ENCARNA MORÍN -.
Era una niña de cuatro o cinco años, con dos largas trenzas y una rebeca roja, cuando me aventuré a cruzar la huerta que separaba nuestra casa de la escuela. Siempre despertó mi curiosidad aquella escuela de niñas a la que asistí antes de tener la edad precisa. Al llegar hasta allí fui amablemente acogida por todas ellas y por la maestra, así que me quedé un buen rato. Incluso me buscaron un espacio en uno de aquellos singulares bancos de madera.
Me coloqué con ellas en la fila de la leche, a la hora del recreo. Eran los excedentes de Plan Marsall que llegaban, por entonces, a nuestras escuelas y pueblos. Hoy le llamaríamos “ayuda humanitaria”. Había venido desde los Estados Unidos a la Europa desolada, y de rebote a la España franquista hambrienta y maltrecha, no obstante ya estábamos entrando en los años sesenta.
Mi madre me buscaba angustiada, temiendo lo peor: que me hubiera caído en el aljibe, que por casualidad quedó abierto. Se llevaron un buen susto en casa, aunque yo desde mi inconsciencia de niña no fuera capaz de prever que debía avisar. Era un espacio de absoluta libertad donde jugaba bajo una higuera o saltaba por la huerta sin peligro alguno.
Aprendí a leer mucho antes que el resto de las niñas de mi edad porque la maestra me propuso volver cuando quisiera. Me sumé a la vida de la escuela sin miedos, sin horarios y sin traumas. Tuve por entonces un trato preferente al ser la benjamina y la invitada, lo cual vino a servirme en el futuro para ayudarme a crecer con un poco más de seguridad. Fui tratada con respeto. Aprendí a leer y leí muchos cuentos. Ahí se salvó mi vida, en ellos encontré los espacios necesarios para desatar la fantasía y para viajar por el mundo sin moverme de la isla.

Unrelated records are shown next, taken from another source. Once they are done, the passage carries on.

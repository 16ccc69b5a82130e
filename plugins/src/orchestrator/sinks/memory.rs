use std::sync::Mutex;

use fanout_core::error::ReportError;
use fanout_core::orchestrator::traits::ReportSink;
use fanout_core::orchestrator::types::StatusReport;

/// In-memory sink keeping every persisted report, for tests and embedding
#[derive(Default)]
pub struct MemoryReportSink {
    reports: Mutex<Vec<StatusReport>>,
}

impl MemoryReportSink {
    pub fn new() -> Self {
        Self::default()
    }

    /// All reports persisted so far, in order
    pub fn reports(&self) -> Vec<StatusReport> {
        match self.reports.lock() {
            Ok(guard) => guard.clone(),
            Err(poisoned) => poisoned.into_inner().clone(),
        }
    }

    pub fn last(&self) -> Option<StatusReport> {
        self.reports().pop()
    }
}

impl ReportSink for MemoryReportSink {
    fn name(&self) -> &str {
        "memory"
    }

    fn persist(&self, report: &StatusReport) -> Result<(), ReportError> {
        match self.reports.lock() {
            Ok(mut guard) => guard.push(report.clone()),
            Err(poisoned) => poisoned.into_inner().push(report.clone()),
        }
        Ok(())
    }
}
use std::collections::HashMap;
use std::time::Duration;

use indicatif::{MultiProgress, ProgressBar, ProgressStyle};

/// Visual progress monitor for a run
///
/// Provides real-time progress bars for the overall run and individual tasks
pub struct ProgressMonitor {
    /// Multi-progress container
    multi: MultiProgress,
    /// Overall progress bar across all iterations
    overall: ProgressBar,
    /// Per-task progress spinners
    task_bars: HashMap<String, ProgressBar>,
    /// Whether monitoring is enabled
    enabled: bool,
}

impl ProgressMonitor {
    /// Create a new progress monitor
    ///
    /// # Arguments
    ///
    /// * `total_tasks` - Planned task count across all iterations
    /// * `enabled` - Whether to enable visual progress (disabled for jsonl output)
    pub fn new(total_tasks: usize, enabled: bool) -> Self {
        if !enabled {
            return Self {
                multi: MultiProgress::new(),
                overall: ProgressBar::hidden(),
                task_bars: HashMap::new(),
                enabled: false,
            };
        }

        let multi = MultiProgress::new();
        let overall = multi.add(ProgressBar::new(total_tasks as u64));

        overall.set_style(
            ProgressStyle::default_bar()
                .template(
                    "[{elapsed_precise}] {bar:40.cyan/blue} {pos}/{len} tasks ({percent}%) {msg}",
                )
                .unwrap()
                .progress_chars("█▓▒░  "),
        );

        overall.set_message("Starting...");

        Self {
            multi,
            overall,
            task_bars: HashMap::new(),
            enabled: true,
        }
    }

    /// Add a task and create its progress spinner
    pub fn add_task(&mut self, task_id: &str) {
        if !self.enabled {
            return;
        }

        let bar = self.multi.add(ProgressBar::new_spinner());
        bar.set_style(
            ProgressStyle::default_spinner()
                .template("  {spinner:.green} {msg}")
                .unwrap()
                .tick_strings(&["⠋", "⠙", "⠹", "⠸", "⠼", "⠴", "⠦", "⠧", "⠇", "⠏"]),
        );
        bar.set_message(format!("⏳ {}", task_id));
        bar.enable_steady_tick(Duration::from_millis(100));

        self.task_bars.insert(task_id.to_string(), bar);
    }

    /// Mark a task as completed
    pub fn complete_task(&mut self, task_id: &str, success: bool, duration_ms: u64) {
        if !self.enabled {
            return;
        }

        if let Some(bar) = self.task_bars.remove(task_id) {
            let icon = if success { "✅" } else { "❌" };
            bar.finish_with_message(format!("{} {} ({}ms)", icon, task_id, duration_ms));
        }

        self.overall.inc(1);
    }

    /// Mark iteration progress
    pub fn update_iteration(&self, iteration: u32, total_iterations: u32) {
        if self.enabled {
            self.overall
                .set_message(format!("Iteration {}/{}", iteration, total_iterations));
        }
    }

    /// Finish overall progress
    pub fn finish(&self, success: bool) {
        if !self.enabled {
            return;
        }

        let msg = if success {
            "✅ All tasks completed"
        } else {
            "❌ Run finished with failures"
        };

        self.overall.finish_with_message(msg.to_string());
    }
}

impl Drop for ProgressMonitor {
    fn drop(&mut self) {
        // Ensure all spinners are cleaned up
        for (_, bar) in self.task_bars.drain() {
            bar.finish_and_clear();
        }
    }
}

No me había caído por el brocal del aljibe, obviamente. En lugar de eso aprendí el camino hacia la escuela, que aún hoy emprendo bien temprano cada día aunque con una ruta muy distinta. Quizá por emular a doña Melitona soy maestra. La evoco con cariño porque era íntegra y serena. Me enseñó a amar los libros, abriéndome una puerta hacia la libertad.

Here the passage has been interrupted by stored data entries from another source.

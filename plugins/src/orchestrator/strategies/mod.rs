mod concurrency;
mod retry;

pub use concurrency::{AdaptiveConcurrencyPlugin, FixedConcurrencyPlugin};
pub use retry::{ExponentialBackoffPlugin, LinearRetryPlugin};
//! Bounded-concurrency iterative task orchestrator
//!
//! Fans a batch of independent tasks out to a limited pool of concurrent
//! workers, repeats the pass for a configured number of iterations,
//! checkpoints cumulative progress, and emits a completion report. It
//! supports:
//! - Bounded-size sharding of arbitrarily large batches
//! - FIFO gate admission with a hard concurrency cap
//! - Per-task timeouts and pluggable retry strategies
//! - Failure-rate early abort and external cancellation
//! - Atomic checkpoint persistence through pluggable report sinks
//!
//! # Architecture
//!
//! ```text
//! Vec<Task>
//!   ↓
//! build_shards() → Vec<Vec<Task>> (bounded-size shards)
//!   ↓
//! Orchestrator::run() → iteration loop
//!   ↓
//! dispatch_shard() → ConcurrencyGate + TaskHandler (per-task timeout/retry)
//!   ↓
//! RunAggregator → IterationRecord, checkpoint snapshots
//!   ↓
//! StatusReport → ReportSink (atomic persist)
//! ```

mod aggregate;
mod controller;
mod dispatcher;
mod gate;
mod output;
mod progress;
mod shard;
pub mod traits;
pub mod types;

pub use aggregate::RunAggregator;
pub use controller::{Orchestrator, OrchestratorBuilder};
pub use gate::{ConcurrencyGate, GatePermit};
pub use output::{
    emit_checkpoint, emit_iteration_end, emit_iteration_start, emit_json, emit_run_end,
    emit_run_start, emit_task_end, emit_task_start, JsonlEvent,
};
pub use progress::ProgressMonitor;
pub use shard::build_shards;
pub use types::{
    ConcurrencyConfig, IterationRecord, OrchestratorConfig, OutputOpts, RetryConfig, RunStatus,
    StatusReport, Task, TaskOutcome, TaskStatus,
};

Mi abuela cortaba sus mejores rosas y yo se las llevaba a la maestra. Ella las colocaba en su mesa, en un jarrón de porcelana, y el característico olor del aula se suavizaba con el aroma de las rosas. Fuera de ahí, nadie pudo tener en un jarrón las flores de mi abuela. Se quedaban en la planta hasta que terminaban su ciclo.
Recuerdo que limpiaba el polvo de la casa cuando me encomendaban esa tarea. Y siempre creí que andaba moviendo muertos de un lado para otro. “Eres polvo y en polvo te convertirás”, le escuché una vez al cura, y lo apliqué de forma literal. Desempolvaba sillas, mesillas de noche y mesas, con un trapo, pensando que de muertos se trataba. La ventaja fue que me acostumbré a convivir con ellos en mi fantasía de niña. Actualmente desde mi realidad adulta, les recuerdo con cariño, les pongo una velita y me comunico con mis ancestros de corazón a corazón.

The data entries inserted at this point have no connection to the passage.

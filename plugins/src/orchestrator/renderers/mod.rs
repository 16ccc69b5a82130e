mod jsonl;
mod text;

pub use jsonl::JsonlRendererPlugin;
pub use text::TextRendererPlugin;
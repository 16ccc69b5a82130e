pub mod renderers;
pub mod sinks;
pub mod strategies;

pub use renderers::{JsonlRendererPlugin, TextRendererPlugin};
pub use sinks::{FileReportSink, MemoryReportSink};
pub use strategies::{
    AdaptiveConcurrencyPlugin, ExponentialBackoffPlugin, FixedConcurrencyPlugin, LinearRetryPlugin,
};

Me tocó vivir muchas ausencias. Nuestras vidas andaban plagadas de ellas. Las mías propias y la de mis abuelos. Pasé mi primera vida con mi abuela. En realidad le debía prestar compañía, pero era ella quien cuidaba de mí. Ni bien puse los pies en el suelo, oía hablar de gentes que no estaban, que eran mi familia, pero que nunca habría de verles porque estaban fuera o porque habían muerto.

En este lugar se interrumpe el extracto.